Acid-precipitated lignin nanoparticles with a cationic polymer coating exhibit antibacterial activity when infused with silver. While the use of such particles would be beneficial due to their high antibacterial activity with a low silver content, their production holds steps that are difficult to scale up to inexpensive industrial manufacture. For example, the production of acid-precipitated lignin nanoparticles requires the use of ethylene glycol, which is not easily recycled. Furthermore, the binding of silver to these particles is weak, and thus the particles need to be used rapidly after preparation. Here, we show that with a deprotonation reaction of an organic solution of anhydrous lignin and subsequent ion exchange with silver nitrate and colloid formation by solvent exchange, highly spherical silver carboxylate colloidal lignin particles (AgCLPs) can be prepared. Silver is not released from the particles in deionized water but can be released in physiological conditions, shown by their high antibacterial efficacy with low silver loading. In comparison to lignin nanoparticles with weakly bound silver, AgCLPs have high antibacterial activity even without cationic polyelectrolyte coating, and they retain their antibacterial activity for days.
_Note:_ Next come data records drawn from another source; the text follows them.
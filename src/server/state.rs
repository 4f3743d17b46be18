use std::path::PathBuf;
use std::sync::{Arc, Mutex, MutexGuard, PoisonError};

use anyhow::Result;

use crate::common::client::CivitaiClient;
use crate::common::config::Settings;
use crate::downloader::{Aria2Bridge, ModelDownloader, QueueManager, QueueOptions};

#[derive(Clone)]
pub struct AppState {
    pub manager: QueueManager,
    pub catalog: CivitaiClient,
    pub aria2: Option<Arc<Aria2Bridge>>,
    pub settings: Arc<Mutex<Settings>>,
    pub settings_path: Arc<PathBuf>,
}

impl AppState {
    pub fn new(
        manager: QueueManager,
        catalog: CivitaiClient,
        aria2: Option<Arc<Aria2Bridge>>,
        settings: Settings,
        settings_path: PathBuf,
    ) -> Self {
        Self {
            manager,
            catalog,
            aria2,
            settings: Arc::new(Mutex::new(settings)),
            settings_path: Arc::new(settings_path),
        }
    }

    /// 按配置组装下载队列和目录客户端
    pub fn from_settings(settings: Settings, settings_path: PathBuf) -> Result<Self> {
        let downloader = ModelDownloader::from_settings(&settings)?;
        let aria2 = downloader.aria2().cloned();
        let manager = QueueManager::new(Arc::new(downloader), QueueOptions::from_settings(&settings));
        let catalog = CivitaiClient::new(&settings)?;
        Ok(Self::new(manager, catalog, aria2, settings, settings_path))
    }

    pub fn settings(&self) -> MutexGuard<'_, Settings> {
        self.settings.lock().unwrap_or_else(PoisonError::into_inner)
    }
}
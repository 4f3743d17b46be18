use std::path::PathBuf;

use chrono::{DateTime, Utc};
use serde::{Deserialize, Serialize};
use uuid::Uuid;

use super::progress::ProgressUpdate;
use crate::common::client::models::clean_filename;

/// 下载目标：下载哪个文件、存到哪一类目录
#[derive(Debug, Clone, Default, Serialize, Deserialize, PartialEq)]
pub struct TaskTarget {
    pub model_id: u64,
    pub version_id: u64,
    pub file_id: u64,
    pub model_name: String,
    pub filename: String,
    pub model_type: String,
    pub url: String,
    #[serde(default, skip_serializing_if = "Option::is_none")]
    pub subfolder: Option<String>,
    /// 模型描述，用于区分放大模型的子目录
    #[serde(default, skip_serializing_if = "Option::is_none")]
    pub description: Option<String>,
}

/// 任务生命周期状态，失败信息只存在于 Failed 中
#[derive(Debug, Clone, Serialize, Deserialize, PartialEq, Eq)]
#[serde(tag = "status", rename_all = "snake_case")]
pub enum TaskStatus {
    Queued,
    Downloading,
    Completed,
    Failed { error: String },
}

impl TaskStatus {
    pub fn is_terminal(&self) -> bool {
        matches!(self, TaskStatus::Completed | TaskStatus::Failed { .. })
    }

    pub fn label(&self) -> &'static str {
        match self {
            TaskStatus::Queued => "queued",
            TaskStatus::Downloading => "downloading",
            TaskStatus::Completed => "completed",
            TaskStatus::Failed { .. } => "failed",
        }
    }

    pub fn error(&self) -> Option<&str> {
        match self {
            TaskStatus::Failed { error } => Some(error),
            _ => None,
        }
    }
}

#[derive(Debug, Clone, Serialize, Deserialize, PartialEq)]
pub struct DownloadTask {
    pub id: String,
    #[serde(flatten)]
    pub target: TaskTarget,
    #[serde(flatten)]
    pub status: TaskStatus,
    pub progress: f64,
    #[serde(default)]
    pub download_speed: f64,
    #[serde(default)]
    pub eta: Option<f64>,
    #[serde(default)]
    pub file_path: Option<PathBuf>,
    pub created_at: DateTime<Utc>,
    #[serde(default, skip_serializing_if = "Option::is_none")]
    pub aria2_gid: Option<String>,
}

impl DownloadTask {
    // 新建任务，文件名会被清理
    pub fn new(mut target: TaskTarget) -> Self {
        target.filename = clean_filename(&target.filename);
        Self {
            id: Uuid::new_v4().to_string(),
            target,
            status: TaskStatus::Queued,
            progress: 0.0,
            download_speed: 0.0,
            eta: None,
            file_path: None,
            created_at: Utc::now(),
            aria2_gid: None,
        }
    }

    pub fn is_terminal(&self) -> bool {
        self.status.is_terminal()
    }

    pub fn mark_downloading(&mut self) {
        self.status = TaskStatus::Downloading;
    }

    pub fn mark_completed(&mut self) {
        self.status = TaskStatus::Completed;
        self.progress = 100.0;
        self.eta = Some(0.0);
    }

    pub fn mark_failed(&mut self, error: impl Into<String>) {
        self.status = TaskStatus::Failed {
            error: error.into(),
        };
        self.download_speed = 0.0;
        self.eta = None;
    }

    /// 合并一次进度回报。进度只增不减，终态不会被覆盖。
    pub fn apply_progress(&mut self, update: &ProgressUpdate) {
        if self.is_terminal() {
            return;
        }
        self.progress = self.progress.max(update.progress.clamp(0.0, 100.0));
        self.download_speed = update.download_speed.max(0.0);
        self.eta = update.eta;
        self.status = update.status.clone();
    }
}

#[cfg(test)]
mod tests {
    use super::*;

    fn target() -> TaskTarget {
        TaskTarget {
            model_id: 1,
            version_id: 2,
            file_id: 3,
            model_name: "Test".into(),
            filename: "a:b?.safetensors".into(),
            model_type: "LORA".into(),
            url: "http://localhost/file".into(),
            ..Default::default()
        }
    }

    #[test]
    fn new_task_is_queued_with_clean_filename() {
        let task = DownloadTask::new(target());
        assert_eq!(task.status, TaskStatus::Queued);
        assert_eq!(task.progress, 0.0);
        assert_eq!(task.target.filename, "a_b_.safetensors");
        assert!(Uuid::parse_str(&task.id).is_ok());
    }

    #[test]
    fn failed_status_is_flattened_into_task_json() {
        let mut task = DownloadTask::new(target());
        task.mark_failed("HTTP 404");
        let value = serde_json::to_value(&task).unwrap();
        assert_eq!(value["status"], "failed");
        assert_eq!(value["error"], "HTTP 404");
        assert_eq!(value["model_type"], "LORA");

        let back: DownloadTask = serde_json::from_value(value).unwrap();
        assert_eq!(back.status.error(), Some("HTTP 404"));
    }

    #[test]
    fn progress_never_goes_backwards() {
        let mut task = DownloadTask::new(target());
        task.mark_downloading();
        let update = |progress| ProgressUpdate {
            progress,
            download_speed: 10.0,
            eta: Some(1.0),
            status: TaskStatus::Downloading,
        };
        task.apply_progress(&update(40.0));
        task.apply_progress(&update(20.0));
        assert_eq!(task.progress, 40.0);

        task.mark_completed();
        task.apply_progress(&update(50.0));
        assert_eq!(task.status, TaskStatus::Completed);
        assert_eq!(task.progress, 100.0);
    }
}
While the rapid depletion of silver from silver-infused lignin nanoparticles can be considered beneficial for some applications, the sustained antibacterial activity of the AgCLPs with ionically bound silver will enable their use in applications where silver nanoparticles have been previously used. Our results demonstrate that CLPs, which can be produced with a closed cycle process on a large scale, can be rapidly and quantitatively functionalized into active materials.